Predictions of mass deaths in Africa are problematic for reasons beyond inaccuracy. They assume that nothing that African countries do can mitigate the spread of the disease and prevent high death tolls. They presuppose that Africans will be just passive victims of yet another viral outbreak.
But many African countries have long experience in dealing with infectious diseases and by now have developed know-how that many Western countries might not have. And many Africans  are also not unaware of their fragile healthcare systems - unlike those in some Western nations are now just finding out.
African governments understand that their most effective strategy in the battle against COVID-19 is prevention and applying lessons learned from previous and/or ongoing outbreaks.
Uganda has already redirected its screening efforts and systems from combatting Ebola into its current interventions against COVID-19. Even before the country registered its first case, President Yoweri Museveni put in place travel restrictions and social distancing measures that advanced into full lockdown. Since the first case was announced on March 22, Uganda has seen a total of 100 cases, 55 recoveries, and no deaths. 
Rwanda was quick to react, too. Shortly after the outbreak was confirmed in January, the government organised a committee to evaluate and bolster preparedness and response to the pandemic and trained about 500 health workers, including laboratory technicians to cope with a potential national epidemic. 

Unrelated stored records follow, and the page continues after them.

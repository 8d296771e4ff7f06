use crate::{initializers::Init, WeightPrecision};
use ndarray::{Array, ArrayD, Dimension, ShapeError, StrideShape};
use ndarray_npy::{NpzReader, ReadNpzError};
use rand::{rngs::StdRng, SeedableRng};
use serde_json::{self, Map, Value};
use std::collections::HashMap;
use std::io::{Cursor, Read, Seek};
use std::{fs, path::Path};
use thiserror::Error;

pub type WeightResult<T> = Result<T, WeightError>;

#[derive(Error, Debug)]
pub enum WeightError {
    #[error("No weights with name {0} found")]
    WeightKeyError(String),
    #[error("Weight file is not a JSON object mapping names to (nested) arrays of numbers")]
    WeightFormatError,
    #[error("Weight file not found. Filesystem reported error\n {0}.")]
    WeightFileNotFoundError(#[from] std::io::Error),
    #[error("Weight file not readable. Filesystem reported error\n {0}.")]
    WeightFileNpzError(#[from] ReadNpzError),
    #[error("Wrong shape for weight:\n {0}.")]
    WeightShapeError(#[from] ShapeError),
}

/// Source of model parameters.
///
/// Parameters are requested by their PyTorch `state_dict` name together with the
/// shape the layer expects. Loaders backed by a file ignore `init`; loaders that
/// create fresh parameters use it to decide how to fill them.
pub trait WeightLoader {
    fn get_weight<D, Sh>(
        &mut self,
        param_name: &str,
        shape: Sh,
        init: Init,
    ) -> WeightResult<Array<WeightPrecision, D>>
    where
        D: Dimension,
        Sh: Into<StrideShape<D>>;
}

/// Reads weights from a JSON object mapping parameter names to arrays, as written by
/// `json.dump({k: v.tolist() for k, v in model.state_dict().items()}, f)`.
/// Arrays may be nested or already flattened; only the number of values has
/// to match the requested shape.
pub struct JsonWeightLoader {
    content: Map<String, Value>,
}

impl JsonWeightLoader {
    pub fn new<P: AsRef<Path>>(path: P) -> WeightResult<JsonWeightLoader> {
        let raw_file = fs::read_to_string(path)?;
        JsonWeightLoader::from_json_str(&raw_file)
    }

    pub fn from_json_str(raw: &str) -> WeightResult<JsonWeightLoader> {
        match serde_json::from_str(raw) {
            Ok(Value::Object(content)) => Ok(JsonWeightLoader { content }),
            _ => Err(WeightError::WeightFormatError),
        }
    }
}

/// Appends all numbers of a (possibly nested) JSON array in row major order.
/// A bare number counts as a scalar parameter.
fn flatten_json(value: &Value, out: &mut Vec<WeightPrecision>) -> WeightResult<()> {
    match value {
        Value::Array(items) => items.iter().try_for_each(|item| flatten_json(item, out)),
        Value::Number(n) => {
            let v = n.as_f64().ok_or(WeightError::WeightFormatError)?;
            out.push(v as WeightPrecision);
            Ok(())
        }
        _ => Err(WeightError::WeightFormatError),
    }
}

impl WeightLoader for JsonWeightLoader {
    fn get_weight<D, Sh>(
        &mut self,
        param_name: &str,
        shape: Sh,
        _init: Init,
    ) -> WeightResult<Array<WeightPrecision, D>>
    where
        D: Dimension,
        Sh: Into<StrideShape<D>>,
    {
        let value = self
            .content
            .get(param_name)
            .ok_or_else(|| WeightError::WeightKeyError(param_name.to_string()))?;
        let mut values = Vec::new();
        flatten_json(value, &mut values)?;
        Ok(Array::from_shape_vec(shape, values)?)
    }
}

/// Reads weights from a numpy `.npz` archive, as written by
/// `np.savez(path, **{k: v.numpy() for k, v in model.state_dict().items()})`.
pub struct NpzWeightLoader<R>
where
    R: Seek + Read,
{
    handle: R,
    /// Maps parameter names (without the `.npy` suffix) to archive entries.
    names: HashMap<String, String>,
}

impl NpzWeightLoader<std::fs::File> {
    pub fn from_path<P: AsRef<Path>>(path: P) -> WeightResult<NpzWeightLoader<std::fs::File>> {
        let handle = std::fs::File::open(path)?;
        NpzWeightLoader::new(handle)
    }
}

impl<'a> NpzWeightLoader<Cursor<&'a [u8]>> {
    pub fn from_buffer(bytes_array: &'a [u8]) -> WeightResult<NpzWeightLoader<Cursor<&'a [u8]>>> {
        NpzWeightLoader::new(Cursor::new(bytes_array))
    }
}

impl<R> NpzWeightLoader<R>
where
    R: Seek + Read,
{
    pub fn new(mut handle: R) -> WeightResult<NpzWeightLoader<R>> {
        let names = NpzReader::new(&mut handle)?
            .names()?
            .into_iter()
            .map(|entry| {
                let key = entry.strip_suffix(".npy").unwrap_or(entry.as_str()).to_string();
                (key, entry)
            })
            .collect();
        Ok(NpzWeightLoader { handle, names })
    }

    /// Number of arrays in the archive.
    pub fn len(&self) -> usize {
        self.names.len()
    }

    pub fn is_empty(&self) -> bool {
        self.names.is_empty()
    }
}

impl<R> WeightLoader for NpzWeightLoader<R>
where
    R: Seek + Read,
{
    /// Arrays are reshaped into the requested shape, so a `(1, 1, C)` token
    /// stored by PyTorch can be requested as a vector of length `C`.
    fn get_weight<D, Sh>(
        &mut self,
        param_name: &str,
        shape: Sh,
        _init: Init,
    ) -> WeightResult<Array<WeightPrecision, D>>
    where
        D: Dimension,
        Sh: Into<StrideShape<D>>,
    {
        let entry = self
            .names
            .get(param_name)
            .ok_or_else(|| WeightError::WeightKeyError(param_name.to_string()))?;

        // The reader in the npy package has to be mut, so we recreate it per lookup.
        let mut reader = NpzReader::new(&mut self.handle)?;
        let arr: ArrayD<WeightPrecision> = reader.by_name(entry)?;

        // into_raw_vec only follows logical order for standard layout arrays
        let values = arr.as_standard_layout().into_owned().into_raw_vec();
        Ok(Array::from_shape_vec(shape, values)?)
    }
}

/// Creates fresh parameters instead of reading them, following [`Init`].
pub struct RandomWeightLoader {
    rng: StdRng,
}

impl RandomWeightLoader {
    pub fn new(seed: u64) -> RandomWeightLoader {
        RandomWeightLoader {
            rng: StdRng::seed_from_u64(seed),
        }
    }
}

impl WeightLoader for RandomWeightLoader {
    fn get_weight<D, Sh>(
        &mut self,
        _param_name: &str,
        shape: Sh,
        init: Init,
    ) -> WeightResult<Array<WeightPrecision, D>>
    where
        D: Dimension,
        Sh: Into<StrideShape<D>>,
    {
        let shape: StrideShape<D> = shape.into();
        let values = init.sample(shape.raw_dim().slice(), &mut self.rng);
        Ok(Array::from_shape_vec(shape, values)?)
    }
}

Senegal is another example where local experts are leading the way in developing critical interventions during the pandemic. The West African country has used its experience in fighting HIV-AIDS and Ebola to create a $1 COVID-19 testing kit, a cost-effective and necessary resource it plans to share with other countries on the continent.
In Nigeria, drive-through COVID-19 testing has been deployed. People who suspect they may have the disease register online, are screened to ascertain whether they qualify for a test, drive through a testing centre, if they meet the parameters, and then receive their results electronically too. 
Mauritius has enforced a lockdown and rolled out mass testing, planning to have 100,000 people (roughly 10 percent of its population) tested in the span of two weeks. The island nation has established strong social welfare buffers and mobilised its healthcare facilities, which boast 3.4 hospital beds per 1,000 people - more than some Western nations have, including the UK, the US and Canada. 

Indeed, there surely will be some African countries where the COVID-19 outbreak will have a devastating impact. But painting with a wide brush a whole continent of 54 countries and dismissing efforts of African governments to deal with the situation is simply wrong. The view that all Africans think the same way and that all African countries will suffer the same fate is deeply rooted in colonial ideology, which dismisses an entire continent as inherently backward and dysfunctional. There is a time and place for every culture and country to be the expert, to be the frontrunner and African countries deserve to be perceived as autonomous, complex, and nuanced as every part of the world.